Pick out each line of the records in which the word "struct" appears.

---

/// Identity of one core, written on first open.
#[derive(Debug, Clone, PartialEq, Eq)]
pub struct CoreConfig {
    pub variant: CoreVariant,
    pub name: String,
    pub symbol: String,
    /// Account that receives value sent to the core.
    pub address: Address,
    pub owner: Address,
}

impl CoreConfig {
    pub fn new(variant: CoreVariant, owner: Address) -> Self {
        Self {
            variant,
            name: DEFAULT_NAME.to_string(),
            symbol: DEFAULT_SYMBOL.to_string(),
            address: Address::derive(DEFAULT_ADDRESS_LABEL),
            owner,
        }
    }

    pub fn with_name(mut self, name: impl Into<String>) -> Self {
        self.name = name.into();
        self
    }

    pub fn with_symbol(mut self, symbol: impl Into<String>) -> Self {
        self.symbol = symbol.into();
        self
    }

    pub fn with_address(mut self, address: Address) -> Self {
        self.address = address;
        self
    }
}

/// Modular token core bound to one database connection and one code table.
pub struct ModularCore<'conn> {
    conn: &'conn Connection,
    host: &'conn ExtensionHost,
    gate: Box<dyn PermissionGate + 'conn>,
    variant: CoreVariant,
    address: Address,
    name: String,
    symbol: String,
}
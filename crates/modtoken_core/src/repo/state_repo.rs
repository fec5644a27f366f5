//! Per-extension key/value state (`ext_state`).
//!
//! # Invariants
//! - Rows are keyed by `(extension, key)`; one extension can never read or
//!   write another extension's rows through this API.
//! - State is not removed on uninstall.

use crate::model::address::Address;
use crate::repo::RepoResult;
use rusqlite::{params, Connection, OptionalExtension};

/// SQLite-backed extension state store.
pub struct SqliteStateRepository<'conn> {
    conn: &'conn Connection,
}

impl<'conn> SqliteStateRepository<'conn> {
    pub fn new(conn: &'conn Connection) -> Self {
        Self { conn }
    }

    pub fn get(&self, extension: &Address, key: &[u8]) -> RepoResult<Option<Vec<u8>>> {
        let value = self
            .conn
            .query_row(
                "SELECT value FROM ext_state WHERE extension = ?1 AND key = ?2;",
                params![extension.to_string(), key],
                |row| row.get(0),
            )
            .optional()?;
        Ok(value)
    }

    pub fn put(&self, extension: &Address, key: &[u8], value: &[u8]) -> RepoResult<()> {
        self.conn.execute(
            "INSERT INTO ext_state (extension, key, value) VALUES (?1, ?2, ?3)
             ON CONFLICT (extension, key) DO UPDATE SET value = excluded.value;",
            params![extension.to_string(), key, value],
        )?;
        Ok(())
    }

    pub fn remove(&self, extension: &Address, key: &[u8]) -> RepoResult<bool> {
        let changed = self.conn.execute(
            "DELETE FROM ext_state WHERE extension = ?1 AND key = ?2;",
            params![extension.to_string(), key],
        )?;
        Ok(changed > 0)
    }
}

---

ANSWER FOR THE TASK:
pub struct CoreConfig {
pub struct ModularCore<'conn> {
pub struct SqliteStateRepository<'conn> {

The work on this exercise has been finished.